Black is easy...it really dyes well...

So after I applied 2 coats of the black dye I started to skive the areas that I was going to cement and then hand sew...



skiving leather is just taking off some of the thickness...




I then applied the leather cement to both pieces that I am going to stitch together...trying to be careful with the cement...I used a Q-tip...






After the cement gets tacky...you stick the two pieces together and press with your fingers well and then let dry...

After I let it dry thoroughly, I used the marking wheel to put in the marks to punch with the awl and then stitch. I generally punch every other mark....I think when I make the RFT holsters I will use the smaller wheel to get the punches closer together...



after the piece is marked, I started to punch the stitching holes with the awl...





After I punched a few holes, I slapped myself in the head and remembered that I wanted to put a rivet at the top and the bottom of the area to be stitched...

so...using the leather punch of about the same size as the shaft on the rivet...I punched a hole at the top and bottom....selected the right length rivets...
and then put them in using the proper pieces from the setting tool kit...









ok...
rivets installed:





Back to punching the holes with the awl and starting the stitching. I used the two needle method:


http://www.tandyleatherfactory.com/en-usd/home/infoandservices/leathercraft-abc/leathercraft-abc-pg4/leathercraft-abc-pg4.aspx












Then I decided to add a strap to hold the blaster in...



I just cut a strip of leather to size...

dyed it...




and started with the snap on the end of the strap...
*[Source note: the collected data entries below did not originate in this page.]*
use chrono::{DateTime, Utc};
use serde::Serialize;

mod product;
mod profile;
mod skin;

pub use product::{Candidate, WeightedCandidate};
pub use profile::{SkinProfile, KNOWN_CONCERNS, MAX_SENSITIVITY};
pub use skin::{AcneSeverity, SkinTone, SkinType, Texture};

// ============================================================================
// Analysis Types
// ============================================================================

/// Location of the face used for tone classification
#[derive(Debug, Clone, Copy, Serialize, PartialEq, Eq)]
pub struct FaceSummary {
    pub x: u32,
    pub y: u32,
    pub width: u32,
    pub height: u32,
    /// Pixels inside the face that passed the skin chrominance mask
    pub skin_pixel_count: usize,
}

/// Signals derived from one photo
#[derive(Debug, Clone, Serialize, PartialEq)]
pub struct SkinAnalysis {
    /// `None` when no face (or no skin pixels within it) was found
    pub skin_tone: Option<SkinTone>,
    pub face: Option<FaceSummary>,
    pub acne_level: AcneSeverity,
    /// Set when acne scoring hit an error and fell back to level 0
    pub acne_scoring_failed: bool,
}

// ============================================================================
// Routine & Recommendation Types
// ============================================================================

/// One step of a skin care routine with its canonical product queries
#[derive(Debug, Clone, Copy, Serialize, PartialEq, Eq)]
pub struct RoutineStep {
    pub name: &'static str,
    pub queries: &'static [&'static str],
}

/// Response for a routine lookup
#[derive(Debug, Serialize)]
pub struct RoutineResponse {
    pub skin_type: String,
    pub steps: Vec<RoutineStep>,
}

/// Response with the routine and the selected products
#[derive(Debug, Serialize)]
pub struct RecommendationResponse {
    pub routine: Vec<RoutineStep>,
    pub products: Vec<Candidate>,
    pub generated_at: DateTime<Utc>,
}
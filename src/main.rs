use std::sync::Arc;

use tracing_subscriber::{layer::SubscriberExt, util::SubscriberInitExt, EnvFilter};

use skincare_api::{
    analysis::{DetectionParams, FaceDetector, SkinAnalyzer},
    config::Config,
    routes::{create_router, AppState},
    services::{
        catalog::build_http_client, CatalogProvider, MultiCatalog, RecommendationService,
        RecommendationSettings,
    },
};

#[tokio::main]
async fn main() -> anyhow::Result<()> {
    tracing_subscriber::registry()
        .with(
            EnvFilter::try_from_default_env()
                .unwrap_or_else(|_| EnvFilter::new("skincare_api=info,tower_http=info")),
        )
        .with(tracing_subscriber::fmt::layer())
        .init();

    let config = Config::from_env()?;

    let params = DetectionParams::default();
    let analyzer = SkinAnalyzer::new(load_face_detector(&config, params)?, params);
    if !analyzer.has_detector() {
        tracing::warn!("No face detector configured, skin tone classification is disabled");
    }

    let sites = config.load_catalog_sites()?;
    let catalog = MultiCatalog::from_sites(build_http_client(&config)?, sites)?;
    if catalog.is_empty() {
        tracing::warn!("No catalog sites configured, recommendations will have no products");
    } else {
        tracing::info!(sites = catalog.len(), "Catalog sites loaded");
    }
    let catalog: Arc<dyn CatalogProvider> = Arc::new(catalog);

    let state = AppState {
        analyzer,
        recommender: RecommendationService::new(catalog, RecommendationSettings::from(&config)),
        max_upload_bytes: config.max_upload_bytes,
    };

    let app = create_router(state);

    let address = config.bind_address();
    let listener = tokio::net::TcpListener::bind(&address).await?;
    tracing::info!(address = %address, "Server running");
    axum::serve(listener, app).await?;

    Ok(())
}

#[cfg(feature = "rustface")]
fn load_face_detector(
    config: &Config,
    params: DetectionParams,
) -> anyhow::Result<Option<Arc<dyn FaceDetector>>> {
    let Some(path) = &config.face_model_path else {
        return Ok(None);
    };

    let detector = skincare_api::analysis::RustfaceDetector::from_file(path, params)?;
    tracing::info!(model = %path, "Face detection model loaded");
    Ok(Some(Arc::new(detector)))
}

#[cfg(not(feature = "rustface"))]
fn load_face_detector(
    config: &Config,
    _params: DetectionParams,
) -> anyhow::Result<Option<Arc<dyn FaceDetector>>> {
    if config.face_model_path.is_some() {
        tracing::warn!("FACE_MODEL_PATH is set but the rustface feature is disabled");
    }
    Ok(None)
}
on the strap...I put the "button" of the snap:







With that on, I gauged where I needed to put the "socket" part of the snap on the body of the holster...and punched the hole




Set the socket ...





Next I had to rivet the other end to the back of the holster....decided on location and punched the hole:





and set the rivet (I did trim some of the excess off the end inside the holster)




and

done





The only thing left to do on this holster is to decide which of a couple different methods of attaching the holster to the belt...

there the two loop method, cutting two vertical slashes in the back and weaving the belt in and out (which I feel will keep the holster in place better) and lastly, adding another piece to the top that would loop over the belt as one piece and snap on...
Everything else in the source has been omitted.